L’hypermobilité des poignets et des chevilles est un symptôme qui peut être particulièrement utile dans le diagnostic de la maladie de Morquio. En effet, il est propre à la MPS IV parmi toutes les mucopolysaccharidoses et même parmi les maladies lysosomales en général qui ont plutôt tendance à provoquer des raideurs articulaires.
C’est toutefois l’observation d’un ensemble de symptômes et de l’histoire chirurgicale du patient qui conduira le médecin à envisager la maladie de Morquio. Le diagnostic de la maladie de Morquio ne pourra être posé qu’après une mesure de la concentration de kératane sulfate dans les urines. En cas de maladie, une concentration de kératane sulfate plus importante est généralement détectée. Le kératane sulfate peut cependant être présent en plus grande quantité dans les urines sans toutefois entraîner une forte augmentation de la concentration des glycosaminoglycanes. Il est ainsi fortement recommandé de faire un test de l’activité enzymatique par la suite, et cela même si l’urine apparaît « normale ».
Un dosage enzymatique dans les leucocytes ou dans les fibroblastes est ainsi effectué pour les deux sous-types. Cela permet de constater un déficit ou une absence d’activité de l’une des deux enzymes. Cette étape est indispensable pour confirmer le diagnostic et préciser le sous-type. Toutefois pour la MPS IV A, des analyses complémentaires sont aussi nécessaires pour confirmer l’intégrité de l’échantillon et exclure les mucolipidoses de type II/III et le déficit de plusieurs sulfatases.
Le sous-type étant suggéré, ce sont des analyses génétiques qui vont à ce stade, confirmer la maladie. Une recherche de mutations sur le gène codant l’enzyme en question est effectuée.
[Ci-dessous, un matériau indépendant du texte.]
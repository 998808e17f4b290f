//! In-process job execution: `coderef-scan run <paths...>`.

use anyhow::{Context, Result};
use futures::StreamExt;
use std::path::PathBuf;
use std::sync::Arc;
use uuid::Uuid;

use coderef_scan::artifacts::FsArtifactGenerator;
use coderef_scan::config::ScanConfig;
use coderef_scan::orchestrator::{JobConfig, JobStatus, PhaseSelection, ScanOrchestrator};
use coderef_scan::registry::JobRegistry;
use coderef_scan::ui::JobProgressUI;

/// Build the phase selection from the `run` flags. Scan is on unless
/// `--no-scan` is given; `--all` turns every phase on.
pub fn selection_from_flags(scaffold: bool, no_scan: bool, generate: bool, all: bool) -> PhaseSelection {
    if all {
        return PhaseSelection::all();
    }
    PhaseSelection {
        run_scaffold: scaffold,
        run_scan: !no_scan,
        run_generate: generate,
    }
}

pub async fn cmd_run(
    config: ScanConfig,
    paths: Vec<PathBuf>,
    selection: PhaseSelection,
    job_id: Option<String>,
    verbose: bool,
) -> Result<()> {
    if selection.is_empty() {
        anyhow::bail!("No phases selected. Pass --scaffold, --generate or --all, or drop --no-scan.");
    }

    let projects = paths
        .iter()
        .map(|p| {
            std::path::absolute(p)
                .with_context(|| format!("Failed to resolve project path: {}", p.display()))
        })
        .collect::<Result<Vec<_>>>()?;

    let job_id = job_id.unwrap_or_else(|| Uuid::new_v4().to_string());
    let job_config = JobConfig::new(job_id.clone(), projects)?.with_selection_for_all(selection);
    let total = job_config.projects().len() as u64;

    let registry = JobRegistry::new(config.eviction_policy());
    let job = Arc::new(ScanOrchestrator::new(job_config, config.phases()));
    registry.register(job_id.clone(), Arc::clone(&job));

    let ui = JobProgressUI::new(total, verbose);
    let events = job.subscribe().into_stream();
    tokio::pin!(events);
    let handle = job.start()?;

    let ctrl_c = tokio::signal::ctrl_c();
    tokio::pin!(ctrl_c);
    let mut interrupted = false;

    loop {
        tokio::select! {
            event = events.next() => match event {
                Some(event) => ui.on_event(&event),
                None => break,
            },
            _ = &mut ctrl_c, if !interrupted => {
                interrupted = true;
                // The job may have finished in the meantime.
                if let Err(e) = job.cancel() {
                    tracing::debug!(error = %e, "cancel after interrupt ignored");
                }
            }
        }
    }

    handle.await.context("Job task failed to join")?;

    let snapshot = job.snapshot();
    match snapshot.status {
        JobStatus::Completed => {
            if selection.run_generate {
                for project in job.cached_projects() {
                    println!(
                        "Artifacts written to {}",
                        FsArtifactGenerator::output_dir(&project).display()
                    );
                }
            }
            Ok(())
        }
        JobStatus::Cancelled => anyhow::bail!("Job {} was cancelled", job_id),
        status => anyhow::bail!(
            "Job {} ended {}: {}",
            job_id,
            status,
            snapshot.error.unwrap_or_else(|| "no error recorded".to_string())
        ),
    }
}
//! Artifact generation collaborators for the generate phase.
//!
//! ## Output layout (under `<project>/.coderef/`)
//!
//! | File                              | Producer                 |
//! |-----------------------------------|--------------------------|
//! | `index.json`                      | `write_index`            |
//! | `index.previous.json`             | `write_index` (baseline) |
//! | `context.json`, `context.md`      | `write_context`          |
//! | `graph.json`                      | `write_dependency_graph` |
//! | `reports/<analysis>.json`         | `analyze`                |
//! | `diagrams/*.mmd`, `*.dot`         | `write_diagrams`         |
//! | `exports/diagram-wrapped.md`      | `write_diagrams`         |
//! | `exports/graph.json`, `.jsonld`   | `write_diagrams`         |
//! | `reports/complexity/README.md`    | `write_diagrams`         |

mod fs;
pub mod graph;
pub mod reports;

pub use fs::{FsArtifactGenerator, OUTPUT_DIR};

use std::path::Path;

use anyhow::Result;
use async_trait::async_trait;
use serde::{Deserialize, Serialize};

use crate::scanner::CodeElement;

/// Best-effort analyses run in parallel after the derivations.
#[derive(Debug, Clone, Copy, PartialEq, Eq, Hash, Serialize, Deserialize)]
#[serde(rename_all = "lowercase")]
pub enum AnalysisKind {
    Patterns,
    Coverage,
    Validation,
    Drift,
}

impl AnalysisKind {
    pub const ALL: [AnalysisKind; 4] = [
        AnalysisKind::Patterns,
        AnalysisKind::Coverage,
        AnalysisKind::Validation,
        AnalysisKind::Drift,
    ];

    pub fn as_str(&self) -> &'static str {
        match self {
            AnalysisKind::Patterns => "patterns",
            AnalysisKind::Coverage => "coverage",
            AnalysisKind::Validation => "validation",
            AnalysisKind::Drift => "drift",
        }
    }
}

impl std::fmt::Display for AnalysisKind {
    fn fmt(&self, f: &mut std::fmt::Formatter<'_>) -> std::fmt::Result {
        f.write_str(self.as_str())
    }
}

/// Writes the artifacts derived from one project's scan result.
#[async_trait]
pub trait ArtifactGenerator: Send + Sync {
    async fn write_index(&self, root: &Path, elements: &[CodeElement]) -> Result<()>;

    async fn write_context(&self, root: &Path, elements: &[CodeElement]) -> Result<()>;

    async fn write_dependency_graph(&self, root: &Path, elements: &[CodeElement]) -> Result<()>;

    async fn analyze(&self, kind: AnalysisKind, root: &Path, elements: &[CodeElement]) -> Result<()>;

    async fn write_diagrams(&self, root: &Path, elements: &[CodeElement]) -> Result<()>;
}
Pour obtenir une détection fiable des « porteurs sains » dans les familles, l’identification des mutations chez le malade est importante. Plus de 150 mutations sur le gène codant la N-acétylgalactosamine-6-sulfate sulfatase ont aujourd’hui été identifiées.
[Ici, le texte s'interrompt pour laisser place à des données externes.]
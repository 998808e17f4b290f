pub mod artifacts;
pub mod broadcast;
pub mod config;
pub mod errors;
pub mod orchestrator;
pub mod phases;
pub mod registry;
pub mod scanner;
pub mod server;
pub mod subprocess;
pub mod ui;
Un diagnostic précoce suivi de soins appropriés joue un rôle important sur la qualité de vie des patients. Cela peut même parfois ralentir ou prévenir le développement de dommages irréversibles.
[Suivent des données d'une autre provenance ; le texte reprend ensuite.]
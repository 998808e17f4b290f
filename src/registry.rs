//! Process-wide job table.
//!
//! One [`JobRegistry`] is built at startup and cloned into every consumer
//! (HTTP state, CLI runner). When a registered job reaches a terminal state
//! covered by the [`EvictionPolicy`], a one-shot timer removes it after the
//! retention window.

use std::sync::Arc;
use std::time::Duration;

use dashmap::DashMap;
use dashmap::mapref::entry::Entry;
use tracing::{debug, info};

use crate::errors::JobError;
use crate::orchestrator::{JobStatus, ScanOrchestrator};

/// Default time a finished job stays queryable.
pub const DEFAULT_RETENTION: Duration = Duration::from_secs(60 * 60);

#[derive(Debug, Clone, Copy, PartialEq, Eq)]
pub struct EvictionPolicy {
    pub retention: Duration,
    /// Whether a cancelled job is evicted like a completed or failed one.
    pub evict_cancelled: bool,
}

impl Default for EvictionPolicy {
    fn default() -> Self {
        Self {
            retention: DEFAULT_RETENTION,
            evict_cancelled: true,
        }
    }
}

impl EvictionPolicy {
    /// Whether reaching `status` arms the eviction timer.
    pub fn arms_on(&self, status: JobStatus) -> bool {
        match status {
            JobStatus::Completed | JobStatus::Failed => true,
            JobStatus::Cancelled => self.evict_cancelled,
            JobStatus::Idle | JobStatus::Running => false,
        }
    }
}

#[derive(Clone, Default)]
pub struct JobRegistry {
    jobs: Arc<DashMap<String, Arc<ScanOrchestrator>>>,
    policy: EvictionPolicy,
}

impl JobRegistry {
    pub fn new(policy: EvictionPolicy) -> Self {
        Self {
            jobs: Arc::new(DashMap::new()),
            policy,
        }
    }

    pub fn policy(&self) -> EvictionPolicy {
        self.policy
    }

    /// Insert `job` under `id`, replacing any earlier entry, and arm its
    /// eviction watcher. Must be called inside a tokio runtime.
    pub fn register(&self, id: impl Into<String>, job: Arc<ScanOrchestrator>) {
        let id = id.into();
        if self.jobs.insert(id.clone(), Arc::clone(&job)).is_some() {
            debug!(job_id = %id, "replaced existing registry entry");
        }
        self.arm_eviction(id, &job);
    }

    /// Like [`register`](Self::register), but refuses to replace a job that
    /// has not finished. The check and the insert happen under the entry
    /// lock, so two callers racing on one id cannot both succeed.
    pub fn register_unless_active(
        &self,
        id: impl Into<String>,
        job: Arc<ScanOrchestrator>,
    ) -> Result<(), JobError> {
        let id = id.into();
        match self.jobs.entry(id.clone()) {
            Entry::Occupied(entry) if !entry.get().status().is_terminal() => {
                return Err(JobError::AlreadyRunning(id));
            }
            Entry::Occupied(mut entry) => {
                debug!(job_id = %id, "replaced finished registry entry");
                entry.insert(Arc::clone(&job));
            }
            Entry::Vacant(entry) => {
                entry.insert(Arc::clone(&job));
            }
        }
        self.arm_eviction(id, &job);
        Ok(())
    }

    pub fn get(&self, id: &str) -> Option<Arc<ScanOrchestrator>> {
        self.jobs.get(id).map(|entry| Arc::clone(entry.value()))
    }

    /// The watcher only holds a `Weak` handle: once the job is dropped (for
    /// example after its entry was replaced) the status channel closes and
    /// the watcher exits.
    fn arm_eviction(&self, id: String, job: &Arc<ScanOrchestrator>) {
        let jobs = Arc::clone(&self.jobs);
        let policy = self.policy;
        let mut status = job.status_watch();
        let armed_for = Arc::downgrade(job);
        tokio::spawn(async move {
            let reached = match status.wait_for(|s| policy.arms_on(*s)).await {
                Ok(status) => *status,
                Err(_) => return,
            };
            debug!(job_id = %id, status = %reached, retention = ?policy.retention, "eviction armed");
            drop(status);
            tokio::time::sleep(policy.retention).await;

            // Only evict the orchestrator this timer was armed for.
            let removed = jobs.remove_if(&id, |_, current| {
                std::ptr::eq(Arc::as_ptr(current), armed_for.as_ptr())
            });
            if removed.is_some() {
                info!(job_id = %id, "evicted finished job");
            }
        });
    }
}

#[cfg(test)]
mod tests {
    use super::*;
    use crate::orchestrator::{JobConfig, Phases};
    use crate::phases::testing::{RecordingGenerator, RecordingScanner};
    use crate::phases::{GeneratePhase, ScaffoldPhase, ScanPhase};
    use crate::subprocess::InterpreterResolver;
    use std::path::PathBuf;

    fn job(id: &str) -> Arc<ScanOrchestrator> {
        let config = JobConfig::new(id, vec![PathBuf::from("/work/app")]).unwrap();
        let phases = Phases {
            scaffold: ScaffoldPhase::new("/nonexistent/setup.py", InterpreterResolver::platform_default()),
            scan: ScanPhase::new(Arc::new(RecordingScanner::default())),
            generate: GeneratePhase::new(Arc::new(RecordingGenerator::default())),
        };
        Arc::new(ScanOrchestrator::new(config, phases))
    }

    fn short(evict_cancelled: bool) -> EvictionPolicy {
        EvictionPolicy {
            retention: Duration::from_millis(50),
            evict_cancelled,
        }
    }

    #[test]
    fn test_policy_arms_on_terminal_states() {
        let policy = EvictionPolicy::default();
        assert_eq!(policy.retention, DEFAULT_RETENTION);
        assert!(policy.arms_on(JobStatus::Completed));
        assert!(policy.arms_on(JobStatus::Failed));
        assert!(policy.arms_on(JobStatus::Cancelled));
        assert!(!policy.arms_on(JobStatus::Running));
        assert!(!short(false).arms_on(JobStatus::Cancelled));
    }

    #[tokio::test]
    async fn test_register_then_get() {
        let registry = JobRegistry::new(EvictionPolicy::default());
        let orchestrator = job("X");
        registry.register("X", Arc::clone(&orchestrator));

        let found = registry.get("X").unwrap();
        assert!(Arc::ptr_eq(&found, &orchestrator));
        assert!(registry.get("Y").is_none());
    }

    #[tokio::test]
    async fn test_completed_job_is_evicted_after_retention() {
        let registry = JobRegistry::new(short(true));
        let orchestrator = job("X");
        registry.register("X", Arc::clone(&orchestrator));

        orchestrator.start().unwrap().await.unwrap();
        assert!(registry.get("X").is_some());

        tokio::time::sleep(Duration::from_millis(300)).await;
        assert!(registry.get("X").is_none());
    }

    #[tokio::test]
    async fn test_running_job_is_not_evicted() {
        let registry = JobRegistry::new(short(true));
        registry.register("idle", job("idle"));
        tokio::time::sleep(Duration::from_millis(200)).await;
        assert!(registry.get("idle").is_some());
    }

    #[tokio::test]
    async fn test_stale_timer_does_not_evict_replacement() {
        let registry = JobRegistry::new(short(true));
        let first = job("X");
        registry.register("X", Arc::clone(&first));
        first.start().unwrap().await.unwrap();

        let second = job("X");
        registry.register("X", Arc::clone(&second));

        tokio::time::sleep(Duration::from_millis(300)).await;
        let current = registry.get("X").unwrap();
        assert!(Arc::ptr_eq(&current, &second));
    }

    #[tokio::test]
    async fn test_register_overwrites() {
        let registry = JobRegistry::new(EvictionPolicy::default());
        registry.register("X", job("X"));
        let replacement = job("X");
        registry.register("X", Arc::clone(&replacement));
        assert!(Arc::ptr_eq(&registry.get("X").unwrap(), &replacement));
    }

    #[tokio::test]
    async fn test_clones_share_the_table() {
        let registry = JobRegistry::new(EvictionPolicy::default());
        let other = registry.clone();
        let orchestrator = job("X");
        registry.register("X", Arc::clone(&orchestrator));
        assert!(Arc::ptr_eq(&other.get("X").unwrap(), &orchestrator));
    }

    #[tokio::test]
    async fn test_unfinished_job_cannot_be_replaced() {
        let registry = JobRegistry::new(EvictionPolicy::default());
        let first = job("X");
        registry.register_unless_active("X", Arc::clone(&first)).unwrap();

        // Idle counts as unfinished: the first caller has not started it yet.
        let err = registry.register_unless_active("X", job("X")).unwrap_err();
        assert!(matches!(err, JobError::AlreadyRunning(ref id) if id == "X"));

        first.start().unwrap();
        let err = registry.register_unless_active("X", job("X")).unwrap_err();
        assert_eq!(err.to_string(), "Job 'X' is already running");
        assert!(Arc::ptr_eq(&registry.get("X").unwrap(), &first));
    }

    #[tokio::test]
    async fn test_finished_job_can_be_replaced() {
        let registry = JobRegistry::new(EvictionPolicy::default());
        let first = job("X");
        registry.register_unless_active("X", Arc::clone(&first)).unwrap();
        first.start().unwrap().await.unwrap();

        let second = job("X");
        registry.register_unless_active("X", Arc::clone(&second)).unwrap();
        assert!(Arc::ptr_eq(&registry.get("X").unwrap(), &second));
    }

    #[tokio::test]
    async fn test_watcher_does_not_keep_replaced_job_alive() {
        let registry = JobRegistry::new(short(false));
        let never_started = job("X");
        registry.register("X", Arc::clone(&never_started));

        let cancelled = job("Y");
        registry.register("Y", Arc::clone(&cancelled));
        cancelled.start().unwrap();
        cancelled.cancel().unwrap();
        tokio::task::yield_now().await;

        registry.register("X", job("X"));
        registry.register("Y", job("Y"));

        assert_eq!(Arc::strong_count(&never_started), 1);
        let weak = Arc::downgrade(&cancelled);
        drop(cancelled);
        tokio::time::timeout(Duration::from_secs(5), async {
            while weak.upgrade().is_some() {
                tokio::time::sleep(Duration::from_millis(10)).await;
            }
        })
        .await
        .expect("cancelled job should be released once its task ends");
    }
}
Les trois étapes du diagnostic ne sont toutefois pas toujours requises. Par exemple, si les résultats de dépistage et de l’activité enzymatique dans les fibroblastes ou dans les leucocytes sont tous les deux positifs, la confirmation par l’analyse moléculaire est recommandée mais pas obligatoirement requise.
Existe-t-il un dépistage de la maladie de Morquio ?
Un test génétique est en effet possible. Il sera proposé aux couples ayant déjà un enfant malade (ou famille à risque dû à des antécédents familiaux), permettant ainsi d’envisager une grossesse en toute sécurité. Le test peut aussi permettre de diagnostiquer précocement la fratrie d’un enfant malade.
Comment se transmet la maladie de Morquio ?
La maladie de Morquio (MPS IV) est une maladie génétique de transmission autosomique récessive.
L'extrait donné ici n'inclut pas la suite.